Growli

Plant care

Tomatotemperature & humidity

Solanum lycopersicum

Ideal temperature for tomato

Tomato is happiest between 18-29°C (65-85°F). That is comfortably within normal household range, so the risk is rarely the average room temperature — it is the extremes: a leaf pressed against freezing winter glass, the hot dry updraft above a radiator, or the cold blast from an air-conditioning vent or a frequently-opened winter door. Below about 18°C growth stalls, and a cold snap a few degrees under that will cause chilling damage — soft, blackened, or translucent patches on the leaves within a day or two. Move tomato away from those micro-hazards before worrying about the thermostat.

Cold tolerance & winter care

Tomato is frost-tender (USDA Grown as an annual in zones 3-11, RHS H1c (tender; outdoors only in summer)). It cannot survive a frost, so in most of the US and UK it lives indoors year-round or summers outside and comes back in well before the first autumn frost — once nights drop toward 10-12°C is the cue, not the first frost warning. Acclimate it over a week when moving between indoors and out so the leaves do not shock.

Humidity for tomato

Tomato sits happiest at around 40-70% (outdoor) relative humidity. Outdoor humidity rarely matters; greenhouse growers ventilate to prevent disease. The usual low-humidity tell is crisp brown leaf tips and edges while the soil moisture is fine — a sign the air, not the watering, is the problem. If you need to raise it, the reliable methods are grouping plants together, standing the pot on a tray of damp pebbles (the pot above the waterline, never in it), or running a small humidifier in winter when indoor heating dries the air most. Misting is the least effective — it raises humidity for minutes, not hours.

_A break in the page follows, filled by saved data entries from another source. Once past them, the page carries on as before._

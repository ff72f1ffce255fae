pub mod catalog;
pub mod health;

use axum::{
    routing::{delete, get, post, put},
    Router,
};

use crate::generation::handlers as generation;
use crate::render::handlers as render;
use crate::session::handlers as session;
use crate::state::AppState;

pub fn build_router(state: AppState) -> Router {
    Router::new()
        .route("/health", get(health::health_handler))
        // Catalog API (stateless)
        .route("/api/v1/templates", get(catalog::handle_list_templates))
        .route("/api/v1/templates/:name", get(catalog::handle_get_template))
        .route(
            "/api/v1/industries/:industry/templates",
            get(catalog::handle_industry_templates),
        )
        .route("/api/v1/ats/tips", get(catalog::handle_ats_tips))
        .route("/api/v1/keywords", post(catalog::handle_keywords))
        // Session API
        .route("/api/v1/sessions", post(session::handle_create_session))
        .route("/api/v1/sessions/:id", get(session::handle_get_session))
        .route(
            "/api/v1/sessions/:id/personal-info",
            put(session::handle_put_personal_info),
        )
        .route(
            "/api/v1/sessions/:id/experience",
            post(session::handle_add_experience),
        )
        .route(
            "/api/v1/sessions/:id/experience/:index",
            delete(session::handle_remove_experience),
        )
        .route(
            "/api/v1/sessions/:id/education",
            post(session::handle_add_education),
        )
        .route(
            "/api/v1/sessions/:id/education/:index",
            delete(session::handle_remove_education),
        )
        .route("/api/v1/sessions/:id/skills", put(session::handle_put_skills))
        .route("/api/v1/sessions/:id/export", get(session::handle_export))
        .route("/api/v1/sessions/:id/import", post(session::handle_import))
        .route("/api/v1/sessions/:id/insights", get(session::handle_insights))
        // Generation API
        .route(
            "/api/v1/sessions/:id/resume",
            post(generation::handle_generate_resume),
        )
        .route(
            "/api/v1/sessions/:id/resume/suggestions",
            post(generation::handle_resume_suggestions),
        )
        .route(
            "/api/v1/sessions/:id/cover-letter",
            post(generation::handle_generate_cover_letter),
        )
        .route(
            "/api/v1/sessions/:id/cover-letter/customize",
            post(generation::handle_customize_cover_letter),
        )
        .route(
            "/api/v1/sessions/:id/job-match",
            post(generation::handle_job_match),
        )
        // Render API
        .route(
            "/api/v1/sessions/:id/resume/pdf",
            get(render::handle_resume_pdf),
        )
        .route(
            "/api/v1/sessions/:id/resume/ats",
            get(render::handle_resume_ats),
        )
        .route(
            "/api/v1/sessions/:id/cover-letter/pdf",
            get(render::handle_cover_letter_pdf),
        )
        .route(
            "/api/v1/sessions/:id/portfolio/pdf",
            get(render::handle_portfolio_pdf),
        )
        .with_state(state)
}
//! Axum route handlers for the Generation API.
//!
//! Each handler snapshots the session profile, releases the session lock for
//! the duration of the service calls, then stores the finished artifact in a
//! single assignment. A failed call leaves the previous artifact in place.

use axum::{
    body::Bytes,
    extract::{Path, State},
    Json,
};
use serde::{Deserialize, Serialize};
use tracing::info;
use uuid::Uuid;

use crate::errors::AppError;
use crate::generation::generator::{
    analyze_job_match, customize_for_industry, generate_cover_letter, generate_resume,
    suggest_improvements,
};
use crate::generation::outcome::Degradable;
use crate::models::documents::{GeneratedCoverLetter, GeneratedResume, JobInfo, JobMatchAnalysis};
use crate::models::profile::CareerProfile;
use crate::state::AppState;
use crate::templates::TemplateName;
use crate::validation::validate_personal_info;

// ────────────────────────────────────────────────────────────────────────────
// Request / Response types
// ────────────────────────────────────────────────────────────────────────────

#[derive(Debug, Default, Deserialize)]
pub struct GenerateResumeRequest {
    /// Template name; unknown or missing names use Professional.
    #[serde(default)]
    pub template: Option<String>,
}

#[derive(Debug, Deserialize)]
pub struct JobDescriptionRequest {
    pub job_description: String,
}

#[derive(Debug, Deserialize)]
pub struct CustomizeRequest {
    pub industry: String,
}

#[derive(Debug, Serialize)]
pub struct CustomizeResponse {
    pub industry: String,
    pub outcome: Degradable<String>,
    /// False when nothing was stored: the result degraded, or the letter was
    /// replaced while the call was running.
    pub stored: bool,
}

/// An empty body means "all defaults"; anything else must parse.
fn parse_optional_body<T>(body: &Bytes) -> Result<T, AppError>
where
    T: Default + serde::de::DeserializeOwned,
{
    if body.iter().all(u8::is_ascii_whitespace) {
        return Ok(T::default());
    }
    serde_json::from_slice(body)
        .map_err(|e| AppError::Validation(format!("Invalid request body: {e}")))
}

fn require_text(value: &str, field: &str) -> Result<(), AppError> {
    if value.trim().is_empty() {
        return Err(AppError::Validation(format!("{field} cannot be empty")));
    }
    Ok(())
}

/// Generation needs at least a valid personal info form.
fn require_personal_info(profile: &CareerProfile) -> Result<(), AppError> {
    if validate_personal_info(&profile.personal_info).is_empty() {
        Ok(())
    } else {
        Err(AppError::Validation(
            "Please complete your personal information first".to_string(),
        ))
    }
}

// ────────────────────────────────────────────────────────────────────────────
// Handlers
// ────────────────────────────────────────────────────────────────────────────

/// POST /api/v1/sessions/:id/resume
///
/// Generates the summary (unless the user wrote one) and enhances every
/// experience entry. Enhancement failures degrade per entry; a summary
/// failure fails the request and keeps any earlier resume.
pub async fn handle_generate_resume(
    State(state): State<AppState>,
    Path(id): Path<Uuid>,
    body: Bytes,
) -> Result<Json<GeneratedResume>, AppError> {
    let request: GenerateResumeRequest = parse_optional_body(&body)?;
    let template = request
        .template
        .as_deref()
        .map(TemplateName::from_name)
        .unwrap_or_default();

    let profile = state.sessions.profile(id).await?;
    require_personal_info(&profile)?;

    let resume = generate_resume(state.generator.as_ref(), &profile, template).await?;

    let handle = state.sessions.get(id).await?;
    handle.lock().await.resume = Some(resume.clone());
    Ok(Json(resume))
}

/// POST /api/v1/sessions/:id/resume/suggestions
pub async fn handle_resume_suggestions(
    State(state): State<AppState>,
    Path(id): Path<Uuid>,
    Json(request): Json<JobDescriptionRequest>,
) -> Result<Json<Degradable<Vec<String>>>, AppError> {
    require_text(&request.job_description, "job_description")?;
    let resume = {
        let handle = state.sessions.get(id).await?;
        let session = handle.lock().await;
        session
            .resume
            .clone()
            .ok_or_else(|| AppError::NotFound("No resume has been generated yet".to_string()))?
    };

    let outcome =
        suggest_improvements(state.generator.as_ref(), &resume, &request.job_description).await;
    Ok(Json(outcome))
}

/// POST /api/v1/sessions/:id/cover-letter
pub async fn handle_generate_cover_letter(
    State(state): State<AppState>,
    Path(id): Path<Uuid>,
    Json(job): Json<JobInfo>,
) -> Result<Json<GeneratedCoverLetter>, AppError> {
    require_text(&job.company_name, "company_name")?;
    require_text(&job.job_title, "job_title")?;
    require_text(&job.job_description, "job_description")?;

    let profile = state.sessions.profile(id).await?;
    require_personal_info(&profile)?;

    let letter = generate_cover_letter(state.generator.as_ref(), &profile, job).await?;

    let handle = state.sessions.get(id).await?;
    handle.lock().await.cover_letter = Some(letter.clone());
    Ok(Json(letter))
}

/// POST /api/v1/sessions/:id/cover-letter/customize
///
/// A customized letter replaces the stored one; a degraded result leaves it as is.
/// If the stored letter changed during the call, the newer letter is kept.
pub async fn handle_customize_cover_letter(
    State(state): State<AppState>,
    Path(id): Path<Uuid>,
    Json(request): Json<CustomizeRequest>,
) -> Result<Json<CustomizeResponse>, AppError> {
    require_text(&request.industry, "industry")?;
    let handle = state.sessions.get(id).await?;
    let letter = handle
        .lock()
        .await
        .cover_letter
        .clone()
        .ok_or_else(|| AppError::NotFound("No cover letter has been generated yet".to_string()))?;

    let outcome =
        customize_for_industry(state.generator.as_ref(), &letter.content, &request.industry).await;

    let mut stored = false;
    if let Degradable::Generated { value } = &outcome {
        let mut session = handle.lock().await;
        let unchanged = session.cover_letter.as_ref().is_some_and(|current| {
            current.generated_at == letter.generated_at && current.content == letter.content
        });
        if unchanged {
            session.cover_letter = Some(GeneratedCoverLetter {
                content: value.clone(),
                ..letter
            });
            stored = true;
        } else {
            info!("Cover letter in session {id} changed during customization; keeping it");
        }
    }

    Ok(Json(CustomizeResponse {
        industry: request.industry,
        outcome,
        stored,
    }))
}

/// POST /api/v1/sessions/:id/job-match
pub async fn handle_job_match(
    State(state): State<AppState>,
    Path(id): Path<Uuid>,
    Json(request): Json<JobDescriptionRequest>,
) -> Result<Json<Degradable<JobMatchAnalysis>>, AppError> {
    require_text(&request.job_description, "job_description")?;
    let profile = state.sessions.profile(id).await?;
    let outcome =
        analyze_job_match(state.generator.as_ref(), &profile, &request.job_description).await;
    Ok(Json(outcome))
}

#[cfg(test)]
mod tests {
    use std::sync::Arc;

    use async_trait::async_trait;
    use chrono::{Duration, Utc};
    use tokio::sync::Notify;

    use super::*;
    use crate::config::Config;
    use crate::generation::tone::Tone;
    use crate::llm_client::{GenerationRequest, LlmError, TextGenerator};
    use crate::session::SessionStore;

    /// Signals when a call starts, then holds it until released.
    struct GatedGenerator {
        entered: Arc<Notify>,
        release: Arc<Notify>,
    }

    #[async_trait]
    impl TextGenerator for GatedGenerator {
        async fn generate(&self, _request: &GenerationRequest) -> Result<String, LlmError> {
            self.entered.notify_one();
            self.release.notified().await;
            Ok("CUSTOMIZED".to_string())
        }
    }

    fn letter(content: &str, generated_at: chrono::DateTime<Utc>) -> GeneratedCoverLetter {
        GeneratedCoverLetter {
            content: content.to_string(),
            job_info: JobInfo {
                company_name: "Initech".to_string(),
                job_title: "Engineer".to_string(),
                hiring_manager: None,
                company_info: None,
                job_description: "Build".to_string(),
                tone: Tone::Professional,
            },
            generated_at,
        }
    }

    fn state(generator: Arc<dyn TextGenerator>) -> AppState {
        AppState {
            sessions: SessionStore::default(),
            generator,
            config: Config {
                gemini_api_key: "test-key".to_string(),
                gemini_model: "test-model".to_string(),
                llm_timeout_secs: 5,
                port: 0,
                rust_log: "debug".to_string(),
            },
        }
    }

    fn gated() -> (Arc<Notify>, Arc<Notify>, AppState) {
        let entered = Arc::new(Notify::new());
        let release = Arc::new(Notify::new());
        let generator = GatedGenerator {
            entered: entered.clone(),
            release: release.clone(),
        };
        (entered, release, state(Arc::new(generator)))
    }

    async fn stored_content(state: &AppState, id: Uuid) -> String {
        let handle = state.sessions.get(id).await.unwrap();
        let session = handle.lock().await;
        session.cover_letter.as_ref().unwrap().content.clone()
    }

    #[tokio::test]
    async fn test_customization_stores_result_when_letter_unchanged() {
        let (entered, release, state) = gated();
        let id = state.sessions.create().await;
        let handle = state.sessions.get(id).await.unwrap();
        handle.lock().await.cover_letter = Some(letter("OLD LETTER", Utc::now()));

        release.notify_one();
        let Json(response) = handle_customize_cover_letter(
            State(state.clone()),
            Path(id),
            Json(CustomizeRequest {
                industry: "Finance".to_string(),
            }),
        )
        .await
        .unwrap();
        entered.notified().await;

        assert!(response.stored);
        assert_eq!(stored_content(&state, id).await, "CUSTOMIZED");
    }

    #[tokio::test]
    async fn test_letter_replaced_during_customization_is_kept() {
        let (entered, release, state) = gated();
        let id = state.sessions.create().await;
        let handle = state.sessions.get(id).await.unwrap();
        let first = Utc::now();
        handle.lock().await.cover_letter = Some(letter("OLD LETTER", first));

        let task = tokio::spawn(handle_customize_cover_letter(
            State(state.clone()),
            Path(id),
            Json(CustomizeRequest {
                industry: "Finance".to_string(),
            }),
        ));

        entered.notified().await;
        handle.lock().await.cover_letter =
            Some(letter("NEW LETTER", first + Duration::seconds(1)));
        release.notify_one();

        let Json(response) = task.await.unwrap().unwrap();
        assert!(!response.stored);
        assert!(!response.outcome.is_degraded());
        assert_eq!(stored_content(&state, id).await, "NEW LETTER");
    }

    #[test]
    fn test_empty_body_uses_defaults() {
        let request: GenerateResumeRequest =
            parse_optional_body(&Bytes::from_static(b"  ")).unwrap();
        assert!(request.template.is_none());
    }

    #[test]
    fn test_malformed_body_is_rejected() {
        let result: Result<GenerateResumeRequest, _> =
            parse_optional_body(&Bytes::from_static(br#"{"template": 5}"#));
        assert!(matches!(result, Err(AppError::Validation(_))));
    }
}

Tomato temperature & humidity — frequently asked questions

What temperature is best for tomato?

Tomato grows best between 18-29°C (65-85°F). Keep it out of cold draughts, off freezing windowsills in winter, and away from the hot dry air directly above radiators — the extremes matter far more than the average room temperature.

How cold can tomato tolerate?

Tomato starts to suffer below roughly 18°C. It is frost-tender and will be damaged or killed by a frost, so bring it indoors once nights fall toward 10-12°C.

What humidity does tomato need?

Tomato prefers about 40-70% (outdoor) relative humidity. Outdoor humidity rarely matters; greenhouse growers ventilate to prevent disease.

How do I raise humidity for tomato?

Group it with other plants, stand the pot on a tray of damp pebbles (kept above the waterline), or run a small humidifier in winter. Misting only helps for a few minutes, so it is the weakest option for a plant that genuinely needs more humidity.

Can tomato live outside?

Tomato is rated for USDA zone Grown as an annual in zones 3-11 and RHS hardiness H1c (tender; outdoors only in summer). Outside that range it must come indoors before the first frost — treat any outdoor stint as a summer holiday, not a permanent home.

More tomato care

Temperature and humidity are one piece. See the full tomato care guide, its cold-hardiness guide, and watering schedule — humidity and watering problems are easy to confuse.